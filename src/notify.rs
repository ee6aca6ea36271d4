//! Process-wide transient notification slot.
//!
//! A single message with a severity and an auto-expiry. Showing a new
//! notification replaces whatever is in the slot and re-arms the expiry
//! deadline; the UI shell watches the slot and renders it as-is.

use std::time::Duration;
use tokio::sync::{mpsc, watch};

#[derive(Debug, Clone, Copy, PartialEq, Eq)]
pub enum Severity {
    Success,
    Error,
    Info,
}

#[derive(Debug, Clone, PartialEq, Eq)]
pub struct Notification {
    pub message: String,
    pub severity: Severity,
}

/// Cheaply cloneable handle for posting notifications.
#[derive(Clone)]
pub struct Notifier {
    tx: mpsc::UnboundedSender<Notification>,
}

impl Notifier {
    /// Spawn the slot task. Returns the posting handle and the receiver the
    /// shell watches; `None` means the slot is empty.
    pub fn new(ttl: Duration) -> (Self, watch::Receiver<Option<Notification>>) {
        let (tx, mut rx) = mpsc::unbounded_channel::<Notification>();
        let (slot_tx, slot_rx) = watch::channel(None);

        tokio::spawn(async move {
            let mut deadline: Option<tokio::time::Instant> = None;
            loop {
                let sleep_until = deadline.unwrap_or_else(|| {
                    tokio::time::Instant::now() + Duration::from_secs(3600)
                });
                tokio::select! {
                    message = rx.recv() => match message {
                        Some(notification) => {
                            // Replace the slot and re-arm expiry.
                            let _ = slot_tx.send(Some(notification));
                            deadline = Some(tokio::time::Instant::now() + ttl);
                        }
                        None => break,
                    },
                    _ = tokio::time::sleep_until(sleep_until), if deadline.is_some() => {
                        deadline = None;
                        let _ = slot_tx.send(None);
                    }
                }
            }
        });

        (Self { tx }, slot_rx)
    }

    pub fn show(&self, message: impl Into<String>, severity: Severity) {
        let notification = Notification {
            message: message.into(),
            severity,
        };
        if self.tx.send(notification).is_err() {
            tracing::warn!("notification slot task is gone, message dropped");
        }
    }

    pub fn success(&self, message: impl Into<String>) {
        self.show(message, Severity::Success);
    }

    pub fn error(&self, message: impl Into<String>) {
        self.show(message, Severity::Error);
    }

    pub fn info(&self, message: impl Into<String>) {
        self.show(message, Severity::Info);
    }

    /// Handle wired to nothing, for contexts that don't render notifications.
    #[cfg(test)]
    pub fn disconnected() -> Self {
        let (tx, _rx) = mpsc::unbounded_channel();
        Self { tx }
    }
}

#[cfg(test)]
mod tests {
    use super::*;

    #[tokio::test(start_paused = true)]
    async fn slot_holds_latest_message_and_expires() {
        let (notifier, mut slot) = Notifier::new(Duration::from_secs(4));

        notifier.info("first");
        notifier.error("second");
        tokio::task::yield_now().await;

        let current = slot.borrow_and_update().clone().unwrap();
        assert_eq!(current.message, "second");
        assert_eq!(current.severity, Severity::Error);

        // Expiry clears the slot.
        tokio::time::advance(Duration::from_secs(5)).await;
        tokio::task::yield_now().await;
        assert!(slot.borrow_and_update().is_none());
    }

    #[tokio::test(start_paused = true)]
    async fn new_message_rearms_expiry() {
        let (notifier, mut slot) = Notifier::new(Duration::from_secs(4));

        notifier.info("a");
        tokio::time::advance(Duration::from_secs(3)).await;
        notifier.info("b");
        tokio::time::advance(Duration::from_secs(3)).await;
        tokio::task::yield_now().await;

        // 6s after the first message, but only 3s after the second.
        assert_eq!(slot.borrow_and_update().clone().unwrap().message, "b");
    }
}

What is needed: Set down, exactly and completely, all of the material.

Answer to this task:
filename src/notify.rs
repository ee6aca6ea36271d4
//! Process-wide transient notification slot.
//!
//! A single message with a severity and an auto-expiry. Showing a new
//! notification replaces whatever is in the slot and re-arms the expiry
//! deadline; the UI shell watches the slot and renders it as-is.

use std::time::Duration;
use tokio::sync::{mpsc, watch};

#[derive(Debug, Clone, Copy, PartialEq, Eq)]
pub enum Severity {
    Success,
    Error,
    Info,
}

#[derive(Debug, Clone, PartialEq, Eq)]
pub struct Notification {
    pub message: String,
    pub severity: Severity,
}

/// Cheaply cloneable handle for posting notifications.
#[derive(Clone)]
pub struct Notifier {
    tx: mpsc::UnboundedSender<Notification>,
}

impl Notifier {
    /// Spawn the slot task. Returns the posting handle and the receiver the
    /// shell watches; `None` means the slot is empty.
    pub fn new(ttl: Duration) -> (Self, watch::Receiver<Option<Notification>>) {
        let (tx, mut rx) = mpsc::unbounded_channel::<Notification>();
        let (slot_tx, slot_rx) = watch::channel(None);

        tokio::spawn(async move {
            let mut deadline: Option<tokio::time::Instant> = None;
            loop {
                let sleep_until = deadline.unwrap_or_else(|| {
                    tokio::time::Instant::now() + Duration::from_secs(3600)
                });
                tokio::select! {
                    message = rx.recv() => match message {
                        Some(notification) => {
                            // Replace the slot and re-arm expiry.
                            let _ = slot_tx.send(Some(notification));
                            deadline = Some(tokio::time::Instant::now() + ttl);
                        }
                        None => break,
                    },
                    _ = tokio::time::sleep_until(sleep_until), if deadline.is_some() => {
                        deadline = None;
                        let _ = slot_tx.send(None);
                    }
                }
            }
        });

        (Self { tx }, slot_rx)
    }

    pub fn show(&self, message: impl Into<String>, severity: Severity) {
        let notification = Notification {
            message: message.into(),
            severity,
        };
        if self.tx.send(notification).is_err() {
            tracing::warn!("notification slot task is gone, message dropped");
        }
    }

    pub fn success(&self, message: impl Into<String>) {
        self.show(message, Severity::Success);
    }

    pub fn error(&self, message: impl Into<String>) {
        self.show(message, Severity::Error);
    }

    pub fn info(&self, message: impl Into<String>) {
        self.show(message, Severity::Info);
    }

    /// Handle wired to nothing, for contexts that don't render notifications.
    #[cfg(test)]
    pub fn disconnected() -> Self {
        let (tx, _rx) = mpsc::unbounded_channel();
        Self { tx }
    }
}

#[cfg(test)]
mod tests {
    use super::*;

    #[tokio::test(start_paused = true)]
    async fn slot_holds_latest_message_and_expires() {
        let (notifier, mut slot) = Notifier::new(Duration::from_secs(4));

        notifier.info("first");
        notifier.error("second");
        tokio::task::yield_now().await;

        let current = slot.borrow_and_update().clone().unwrap();
        assert_eq!(current.message, "second");
        assert_eq!(current.severity, Severity::Error);

        // Expiry clears the slot.
        tokio::time::advance(Duration::from_secs(5)).await;
        tokio::task::yield_now().await;
        assert!(slot.borrow_and_update().is_none());
    }

    #[tokio::test(start_paused = true)]
    async fn new_message_rearms_expiry() {
        let (notifier, mut slot) = Notifier::new(Duration::from_secs(4));

        notifier.info("a");
        tokio::time::advance(Duration::from_secs(3)).await;
        notifier.info("b");
        tokio::time::advance(Duration::from_secs(3)).await;
        tokio::task::yield_now().await;

        // 6s after the first message, but only 3s after the second.
        assert_eq!(slot.borrow_and_update().clone().unwrap().message, "b");
    }
}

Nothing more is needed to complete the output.